Start of Material provided

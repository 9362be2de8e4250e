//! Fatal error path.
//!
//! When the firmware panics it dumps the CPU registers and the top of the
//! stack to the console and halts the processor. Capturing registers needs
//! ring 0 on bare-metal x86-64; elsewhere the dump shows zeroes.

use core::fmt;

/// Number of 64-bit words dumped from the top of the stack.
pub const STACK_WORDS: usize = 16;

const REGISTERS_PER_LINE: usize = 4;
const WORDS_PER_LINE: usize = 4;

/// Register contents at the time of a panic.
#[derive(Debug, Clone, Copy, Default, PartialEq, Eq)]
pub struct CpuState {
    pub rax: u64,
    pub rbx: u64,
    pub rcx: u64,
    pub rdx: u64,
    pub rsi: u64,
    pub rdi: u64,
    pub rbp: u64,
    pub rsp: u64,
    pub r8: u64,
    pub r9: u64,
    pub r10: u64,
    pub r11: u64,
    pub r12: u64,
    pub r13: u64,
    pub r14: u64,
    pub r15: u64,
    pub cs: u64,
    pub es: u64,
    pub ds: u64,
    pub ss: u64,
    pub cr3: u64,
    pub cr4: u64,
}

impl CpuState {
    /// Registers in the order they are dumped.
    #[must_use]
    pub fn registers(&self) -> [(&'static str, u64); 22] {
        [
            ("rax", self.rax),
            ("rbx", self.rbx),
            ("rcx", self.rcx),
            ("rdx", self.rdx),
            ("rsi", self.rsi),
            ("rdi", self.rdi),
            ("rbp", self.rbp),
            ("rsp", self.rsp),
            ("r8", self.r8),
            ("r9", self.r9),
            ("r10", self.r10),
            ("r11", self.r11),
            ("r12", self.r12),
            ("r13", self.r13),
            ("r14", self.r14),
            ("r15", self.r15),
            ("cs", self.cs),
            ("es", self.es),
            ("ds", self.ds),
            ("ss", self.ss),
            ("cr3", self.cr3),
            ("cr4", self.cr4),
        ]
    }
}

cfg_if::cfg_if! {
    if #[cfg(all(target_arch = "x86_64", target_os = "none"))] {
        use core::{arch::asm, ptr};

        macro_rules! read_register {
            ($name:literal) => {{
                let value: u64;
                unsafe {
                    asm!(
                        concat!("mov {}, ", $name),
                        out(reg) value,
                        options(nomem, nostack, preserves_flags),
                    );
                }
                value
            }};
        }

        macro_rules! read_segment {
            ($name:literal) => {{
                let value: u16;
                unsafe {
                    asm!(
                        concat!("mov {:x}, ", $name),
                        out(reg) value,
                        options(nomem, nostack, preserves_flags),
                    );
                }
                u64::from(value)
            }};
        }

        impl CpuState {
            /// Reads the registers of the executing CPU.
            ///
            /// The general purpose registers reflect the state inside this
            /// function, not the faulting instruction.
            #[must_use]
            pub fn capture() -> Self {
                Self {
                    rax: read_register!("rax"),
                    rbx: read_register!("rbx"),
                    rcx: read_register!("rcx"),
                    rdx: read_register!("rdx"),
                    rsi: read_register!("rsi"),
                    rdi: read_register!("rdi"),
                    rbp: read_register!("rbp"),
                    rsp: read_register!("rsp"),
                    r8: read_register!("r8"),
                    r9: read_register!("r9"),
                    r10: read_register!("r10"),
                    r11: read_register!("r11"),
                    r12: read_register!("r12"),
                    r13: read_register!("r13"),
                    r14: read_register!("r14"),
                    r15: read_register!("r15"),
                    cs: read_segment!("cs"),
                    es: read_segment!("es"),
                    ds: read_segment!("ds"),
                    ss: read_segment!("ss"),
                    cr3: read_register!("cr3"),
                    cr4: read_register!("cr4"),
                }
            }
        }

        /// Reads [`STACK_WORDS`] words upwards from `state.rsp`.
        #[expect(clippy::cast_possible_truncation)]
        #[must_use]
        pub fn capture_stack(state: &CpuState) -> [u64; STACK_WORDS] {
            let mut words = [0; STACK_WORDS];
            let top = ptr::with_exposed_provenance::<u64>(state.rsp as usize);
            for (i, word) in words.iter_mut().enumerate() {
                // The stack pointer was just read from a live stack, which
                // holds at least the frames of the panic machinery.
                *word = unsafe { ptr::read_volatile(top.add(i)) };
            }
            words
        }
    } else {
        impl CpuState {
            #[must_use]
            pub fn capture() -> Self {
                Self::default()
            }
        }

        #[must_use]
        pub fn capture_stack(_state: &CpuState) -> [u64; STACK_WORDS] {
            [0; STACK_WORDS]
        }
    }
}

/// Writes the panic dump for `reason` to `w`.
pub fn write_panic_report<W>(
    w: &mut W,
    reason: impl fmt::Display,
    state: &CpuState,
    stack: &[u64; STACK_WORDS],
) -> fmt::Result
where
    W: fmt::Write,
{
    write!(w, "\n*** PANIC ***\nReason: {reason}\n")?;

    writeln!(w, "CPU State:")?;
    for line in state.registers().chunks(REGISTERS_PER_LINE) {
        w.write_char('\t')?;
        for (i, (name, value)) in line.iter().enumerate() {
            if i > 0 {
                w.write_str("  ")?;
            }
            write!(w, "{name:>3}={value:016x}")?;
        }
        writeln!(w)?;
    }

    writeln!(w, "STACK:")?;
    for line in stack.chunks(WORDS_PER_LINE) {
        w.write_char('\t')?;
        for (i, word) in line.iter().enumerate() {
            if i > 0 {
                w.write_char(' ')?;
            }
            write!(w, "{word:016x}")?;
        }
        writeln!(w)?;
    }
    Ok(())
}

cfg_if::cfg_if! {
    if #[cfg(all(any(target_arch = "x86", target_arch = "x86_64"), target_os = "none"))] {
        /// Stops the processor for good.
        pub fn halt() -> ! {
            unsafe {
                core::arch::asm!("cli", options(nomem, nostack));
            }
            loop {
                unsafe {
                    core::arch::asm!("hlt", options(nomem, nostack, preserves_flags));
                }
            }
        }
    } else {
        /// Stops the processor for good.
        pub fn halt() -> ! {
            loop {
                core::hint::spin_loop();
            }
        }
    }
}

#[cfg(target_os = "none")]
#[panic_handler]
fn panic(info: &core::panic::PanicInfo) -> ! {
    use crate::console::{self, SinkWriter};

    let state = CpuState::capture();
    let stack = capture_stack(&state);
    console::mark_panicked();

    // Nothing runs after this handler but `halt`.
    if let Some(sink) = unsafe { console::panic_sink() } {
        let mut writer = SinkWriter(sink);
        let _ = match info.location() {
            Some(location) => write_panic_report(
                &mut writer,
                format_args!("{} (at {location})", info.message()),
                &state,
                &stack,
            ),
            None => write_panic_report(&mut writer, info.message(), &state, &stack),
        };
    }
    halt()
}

End of Material provided
Start of Material provided

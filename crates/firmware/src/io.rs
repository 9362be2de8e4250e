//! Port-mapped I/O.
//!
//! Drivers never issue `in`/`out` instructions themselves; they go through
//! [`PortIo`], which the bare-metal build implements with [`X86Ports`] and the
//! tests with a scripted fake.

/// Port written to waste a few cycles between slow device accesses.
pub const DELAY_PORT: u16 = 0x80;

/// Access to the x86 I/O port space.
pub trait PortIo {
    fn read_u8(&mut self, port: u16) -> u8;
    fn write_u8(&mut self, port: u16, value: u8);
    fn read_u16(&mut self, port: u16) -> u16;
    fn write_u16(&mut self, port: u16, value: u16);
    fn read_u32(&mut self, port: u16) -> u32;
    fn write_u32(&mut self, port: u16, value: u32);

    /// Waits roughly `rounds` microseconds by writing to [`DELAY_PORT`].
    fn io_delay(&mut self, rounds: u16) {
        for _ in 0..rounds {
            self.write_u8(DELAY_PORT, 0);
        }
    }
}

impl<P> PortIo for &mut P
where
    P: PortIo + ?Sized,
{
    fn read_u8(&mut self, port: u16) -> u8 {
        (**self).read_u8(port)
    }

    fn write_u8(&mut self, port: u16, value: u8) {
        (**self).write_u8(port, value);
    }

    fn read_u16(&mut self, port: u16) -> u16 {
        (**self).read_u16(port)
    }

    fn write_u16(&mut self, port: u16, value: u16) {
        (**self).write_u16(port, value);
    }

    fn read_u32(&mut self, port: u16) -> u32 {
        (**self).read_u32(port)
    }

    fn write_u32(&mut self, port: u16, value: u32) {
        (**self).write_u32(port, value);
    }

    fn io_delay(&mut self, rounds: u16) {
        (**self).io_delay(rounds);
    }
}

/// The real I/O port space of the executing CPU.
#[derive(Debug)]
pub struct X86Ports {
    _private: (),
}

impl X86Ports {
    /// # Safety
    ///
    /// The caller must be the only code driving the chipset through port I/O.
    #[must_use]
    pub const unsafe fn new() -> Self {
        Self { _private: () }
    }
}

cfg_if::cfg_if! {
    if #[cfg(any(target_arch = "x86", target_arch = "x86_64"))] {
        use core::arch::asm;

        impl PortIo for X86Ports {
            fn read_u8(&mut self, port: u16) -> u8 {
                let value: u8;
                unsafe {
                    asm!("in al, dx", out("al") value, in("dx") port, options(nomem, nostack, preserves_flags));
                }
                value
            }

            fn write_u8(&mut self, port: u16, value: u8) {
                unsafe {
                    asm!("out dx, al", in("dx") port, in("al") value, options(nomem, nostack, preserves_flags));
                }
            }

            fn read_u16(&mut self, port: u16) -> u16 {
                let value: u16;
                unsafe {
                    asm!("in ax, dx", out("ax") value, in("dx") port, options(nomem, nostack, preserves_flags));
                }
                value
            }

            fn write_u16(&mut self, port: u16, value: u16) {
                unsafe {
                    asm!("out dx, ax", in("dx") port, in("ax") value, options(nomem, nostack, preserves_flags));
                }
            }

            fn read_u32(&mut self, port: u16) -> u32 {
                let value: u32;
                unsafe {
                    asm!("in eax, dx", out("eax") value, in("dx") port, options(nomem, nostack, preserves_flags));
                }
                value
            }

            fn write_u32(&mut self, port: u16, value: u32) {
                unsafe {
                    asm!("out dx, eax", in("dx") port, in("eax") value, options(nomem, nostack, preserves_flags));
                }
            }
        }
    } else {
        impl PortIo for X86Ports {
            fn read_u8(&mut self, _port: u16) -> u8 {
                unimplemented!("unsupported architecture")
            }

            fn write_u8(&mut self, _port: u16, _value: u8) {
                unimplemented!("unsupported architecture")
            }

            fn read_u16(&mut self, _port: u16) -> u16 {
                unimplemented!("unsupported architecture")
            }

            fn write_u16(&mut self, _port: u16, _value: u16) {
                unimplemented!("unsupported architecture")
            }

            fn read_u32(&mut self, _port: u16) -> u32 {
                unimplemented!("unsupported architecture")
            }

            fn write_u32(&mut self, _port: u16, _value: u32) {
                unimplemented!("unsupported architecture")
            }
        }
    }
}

End of Material provided

Task description: The lines to copy are those in the records above containing the word "core".

Answer box:
use core::fmt;
        use core::{arch::asm, ptr};
                core::arch::asm!("cli", options(nomem, nostack));
                    core::arch::asm!("hlt", options(nomem, nostack, preserves_flags));
                core::hint::spin_loop();
fn panic(info: &core::panic::PanicInfo) -> ! {
        use core::arch::asm;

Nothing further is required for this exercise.